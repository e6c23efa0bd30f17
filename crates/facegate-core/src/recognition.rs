//! Per-tick recognition decision: match, blink gate and overlay box.
//!
//! Ticks are numbered by a [`TickGate`] at the moment their frame is
//! captured. A tick's result is only applied if no later-numbered tick has
//! already been applied, so a slow tick can never overwrite the liveness
//! state or the panel with data older than what is already shown.

use crate::liveness::{EyeOpenness, LivenessState, LivenessTracker, DEFAULT_BLINK_THRESHOLD};
use crate::matcher::{BestMatch, FaceMatcher};
use crate::panel::{PanelContent, NOT_RECOGNIZED, NO_FACE, PLEASE_BLINK};
use crate::types::{BoundingBox, Detection};
use std::sync::atomic::{AtomicU64, Ordering};

/// Horizontal shift applied to the drawn face box, in display pixels.
pub const DEFAULT_BOX_OFFSET_X: f32 = -125.0;
/// Vertical shift applied to the drawn face box, in display pixels.
pub const DEFAULT_BOX_OFFSET_Y: f32 = 0.0;

/// Sequence number handed to a tick when its frame is captured.
#[derive(Debug, Clone, Copy, PartialEq, Eq, PartialOrd, Ord)]
pub struct TickTicket(u64);

impl TickTicket {
    pub fn sequence(&self) -> u64 {
        self.0
    }
}

/// Monotonic tick numbering, owned by whoever hands out frames.
#[derive(Debug, Default)]
pub struct TickGate {
    dispatched: AtomicU64,
}

impl TickGate {
    pub fn new() -> Self {
        Self::default()
    }

    pub fn dispatch(&self) -> TickTicket {
        TickTicket(self.dispatched.fetch_add(1, Ordering::SeqCst) + 1)
    }

    pub fn latest_dispatched(&self) -> u64 {
        self.dispatched.load(Ordering::SeqCst)
    }
}

/// Outcome of one applied tick.
#[derive(Debug, Clone, PartialEq)]
pub enum TickOutcome {
    NoFace,
    AwaitingBlink {
        best: BestMatch,
        eyes: EyeOpenness,
    },
    Confirmed {
        best: BestMatch,
        eyes: EyeOpenness,
        /// Face box with the overlay offset already applied.
        overlay: BoundingBox,
    },
}

impl TickOutcome {
    /// Panel text known without a detail fetch. `None` means the matched
    /// label's detail record should be fetched and shown.
    pub fn status(&self) -> Option<PanelContent> {
        match self {
            Self::NoFace => Some(PanelContent::text(NO_FACE)),
            Self::AwaitingBlink { .. } => Some(PanelContent::text(PLEASE_BLINK)),
            Self::Confirmed { best, .. } if best.is_unknown() => {
                Some(PanelContent::text(NOT_RECOGNIZED))
            }
            Self::Confirmed { .. } => None,
        }
    }

    /// Label whose detail record should be fetched, if any.
    pub fn detail_label(&self) -> Option<&str> {
        match self {
            Self::Confirmed { best, .. } if !best.is_unknown() => Some(best.label.as_str()),
            _ => None,
        }
    }

    /// Box and caption to draw on the overlay, if any.
    pub fn overlay(&self) -> Option<(BoundingBox, String)> {
        match self {
            Self::Confirmed { best, overlay, .. } => Some((*overlay, best.to_string())),
            _ => None,
        }
    }
}

/// Tunables for [`Recognizer`].
#[derive(Debug, Clone, Copy)]
pub struct RecognizerSettings {
    pub blink_threshold: f32,
    pub box_offset: (f32, f32),
}

impl Default for RecognizerSettings {
    fn default() -> Self {
        Self {
            blink_threshold: DEFAULT_BLINK_THRESHOLD,
            box_offset: (DEFAULT_BOX_OFFSET_X, DEFAULT_BOX_OFFSET_Y),
        }
    }
}

/// Matcher plus the liveness slot carried between ticks.
pub struct Recognizer {
    matcher: FaceMatcher,
    liveness: LivenessTracker,
    settings: RecognizerSettings,
    last_applied: u64,
}

impl Recognizer {
    pub fn new(matcher: FaceMatcher, settings: RecognizerSettings) -> Self {
        Self {
            matcher,
            liveness: LivenessTracker::new(),
            settings,
            last_applied: 0,
        }
    }

    pub fn liveness(&self) -> &LivenessState {
        self.liveness.state()
    }

    pub fn matcher(&self) -> &FaceMatcher {
        &self.matcher
    }

    /// True while `ticket` is the most recently applied tick.
    pub fn is_current(&self, ticket: TickTicket) -> bool {
        self.last_applied == ticket.0
    }

    /// Apply one tick's detections. Returns `None` when a later tick has
    /// already been applied; the stale result is dropped untouched.
    pub fn apply(&mut self, ticket: TickTicket, detections: &[Detection]) -> Option<TickOutcome> {
        if ticket.0 <= self.last_applied {
            tracing::debug!(
                tick = ticket.0,
                applied = self.last_applied,
                "discarding stale tick"
            );
            return None;
        }
        self.last_applied = ticket.0;
        Some(self.evaluate(detections))
    }

    fn evaluate(&mut self, detections: &[Detection]) -> TickOutcome {
        let Some(face) = detections.first() else {
            return TickOutcome::NoFace;
        };

        let eyes = EyeOpenness::measure(&face.landmarks);
        let blinked = eyes.is_blinking(self.settings.blink_threshold);
        let best = self.matcher.best_match(&face.descriptor);

        tracing::debug!(
            label = %best.label,
            distance = best.distance,
            left_eye = ?eyes.left,
            right_eye = ?eyes.right,
            blinked,
            "face evaluated"
        );

        if !self.liveness.observe(&best.label, blinked) {
            return TickOutcome::AwaitingBlink { best, eyes };
        }

        let (dx, dy) = self.settings.box_offset;
        TickOutcome::Confirmed {
            overlay: face.bbox.offset(dx, dy),
            best,
            eyes,
        }
    }
}

#[cfg(test)]
mod tests {
    use super::*;
    use crate::matcher::{LabeledEmbeddings, DEFAULT_DISTANCE_THRESHOLD};
    use crate::types::{Embedding, FaceLandmarks, Point};

    /// Detection whose left eye openness equals `half_height / 5` (width 10).
    fn detection(descriptor: &[f32], half_height: f32) -> Detection {
        let mut points = vec![Point::new(0.0, 0.0); 68];
        let eye = [
            Point::new(0.0, 0.0),
            Point::new(3.0, -half_height),
            Point::new(7.0, -half_height),
            Point::new(10.0, 0.0),
            Point::new(7.0, half_height),
            Point::new(3.0, half_height),
        ];
        points[36..42].copy_from_slice(&eye);
        points[42..48].copy_from_slice(&eye);
        Detection {
            bbox: BoundingBox { x: 300.0, y: 120.0, width: 100.0, height: 110.0 },
            score: Some(0.9),
            landmarks: FaceLandmarks::new(points),
            descriptor: Embedding::new(descriptor.to_vec()),
        }
    }

    const BLINK: f32 = 2.0; // openness 0.4
    const OPEN: f32 = 6.0; // openness 1.2

    fn recognizer() -> Recognizer {
        let matcher = FaceMatcher::new(
            vec![
                LabeledEmbeddings::new("Elon", vec![Embedding::new(vec![0.0, 0.0])]),
                LabeledEmbeddings::new("Saqib", vec![Embedding::new(vec![1.0, 1.0])]),
            ],
            DEFAULT_DISTANCE_THRESHOLD,
        );
        Recognizer::new(matcher, RecognizerSettings::default())
    }

    #[test]
    fn test_no_face_leaves_state_untouched() {
        let gate = TickGate::new();
        let mut r = recognizer();
        r.apply(gate.dispatch(), &[detection(&[0.0, 0.0], BLINK)]);
        let before = r.liveness().clone();

        let outcome = r.apply(gate.dispatch(), &[]).unwrap();
        assert_eq!(outcome, TickOutcome::NoFace);
        assert_eq!(outcome.status(), Some(PanelContent::text("No face detected.")));
        assert_eq!(r.liveness(), &before);
    }

    #[test]
    fn test_blink_then_open_stays_confirmed() {
        let gate = TickGate::new();
        let mut r = recognizer();

        let first = r.apply(gate.dispatch(), &[detection(&[0.0, 0.0], BLINK)]).unwrap();
        assert!(matches!(first, TickOutcome::Confirmed { .. }));
        assert_eq!(r.liveness(), &LivenessState::Confirmed("Elon".into()));

        let second = r.apply(gate.dispatch(), &[detection(&[0.05, 0.0], OPEN)]).unwrap();
        assert_eq!(second.detail_label(), Some("Elon"));
        assert_eq!(r.liveness(), &LivenessState::Confirmed("Elon".into()));
    }

    #[test]
    fn test_unknown_frame_does_not_revoke_confirmation() {
        let gate = TickGate::new();
        let mut r = recognizer();
        r.apply(gate.dispatch(), &[detection(&[0.0, 0.0], BLINK)]);

        let noisy = r.apply(gate.dispatch(), &[detection(&[9.0, 9.0], OPEN)]).unwrap();
        assert!(matches!(noisy, TickOutcome::AwaitingBlink { .. }));

        let back = r.apply(gate.dispatch(), &[detection(&[0.0, 0.0], OPEN)]).unwrap();
        assert!(matches!(back, TickOutcome::Confirmed { .. }));
        assert_eq!(back.detail_label(), Some("Elon"));
    }

    #[test]
    fn test_open_eyes_without_prior_blink_asks_for_blink() {
        let gate = TickGate::new();
        let mut r = recognizer();
        let outcome = r.apply(gate.dispatch(), &[detection(&[0.0, 0.0], OPEN)]).unwrap();
        assert_eq!(
            outcome.status(),
            Some(PanelContent::text("Please blink to confirm liveness."))
        );
        assert!(outcome.overlay().is_none());
        assert_eq!(
            r.liveness(),
            &LivenessState::PendingBlink { label: "Elon".into(), confirmed: None }
        );
    }

    #[test]
    fn test_unknown_face_confirmed_is_not_recognized() {
        let gate = TickGate::new();
        let mut r = recognizer();
        let outcome = r.apply(gate.dispatch(), &[detection(&[9.0, 9.0], BLINK)]).unwrap();
        assert_eq!(outcome.status(), Some(PanelContent::text("Face not recognized.")));
        assert_eq!(outcome.detail_label(), None);
        let (_, caption) = outcome.overlay().unwrap();
        assert!(caption.starts_with("unknown ("));
    }

    #[test]
    fn test_only_first_detection_counts() {
        let gate = TickGate::new();
        let mut r = recognizer();
        let outcome = r
            .apply(
                gate.dispatch(),
                &[detection(&[1.0, 1.0], BLINK), detection(&[0.0, 0.0], BLINK)],
            )
            .unwrap();
        assert_eq!(outcome.detail_label(), Some("Saqib"));
    }

    #[test]
    fn test_overlay_box_offset() {
        let gate = TickGate::new();
        let mut r = recognizer();
        let outcome = r.apply(gate.dispatch(), &[detection(&[0.0, 0.0], BLINK)]).unwrap();
        let (bbox, caption) = outcome.overlay().unwrap();
        assert_eq!(bbox, BoundingBox { x: 175.0, y: 120.0, width: 100.0, height: 110.0 });
        assert_eq!(caption, "Elon (0.00)");
    }

    #[test]
    fn test_stale_tick_discarded() {
        let gate = TickGate::new();
        let mut r = recognizer();
        let slow = gate.dispatch();
        let fast = gate.dispatch();
        assert_eq!(gate.latest_dispatched(), 2);

        assert!(r.apply(fast, &[detection(&[0.0, 0.0], OPEN)]).is_some());
        assert!(r.is_current(fast));
        let state = r.liveness().clone();

        assert!(r.apply(slow, &[detection(&[1.0, 1.0], BLINK)]).is_none());
        assert_eq!(r.liveness(), &state);
        assert!(r.is_current(fast));
        assert!(!r.is_current(slow));
    }

    #[test]
    fn test_ticket_sequence_is_monotonic() {
        let gate = TickGate::new();
        let a = gate.dispatch();
        let b = gate.dispatch();
        assert!(b > a);
        assert_eq!(a.sequence() + 1, b.sequence());
    }
}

====================

- EXERCISE OBJECTIVE
Count each line above where the string "caption" occurs. Give the number only.

- WRITTEN RESPONSE
5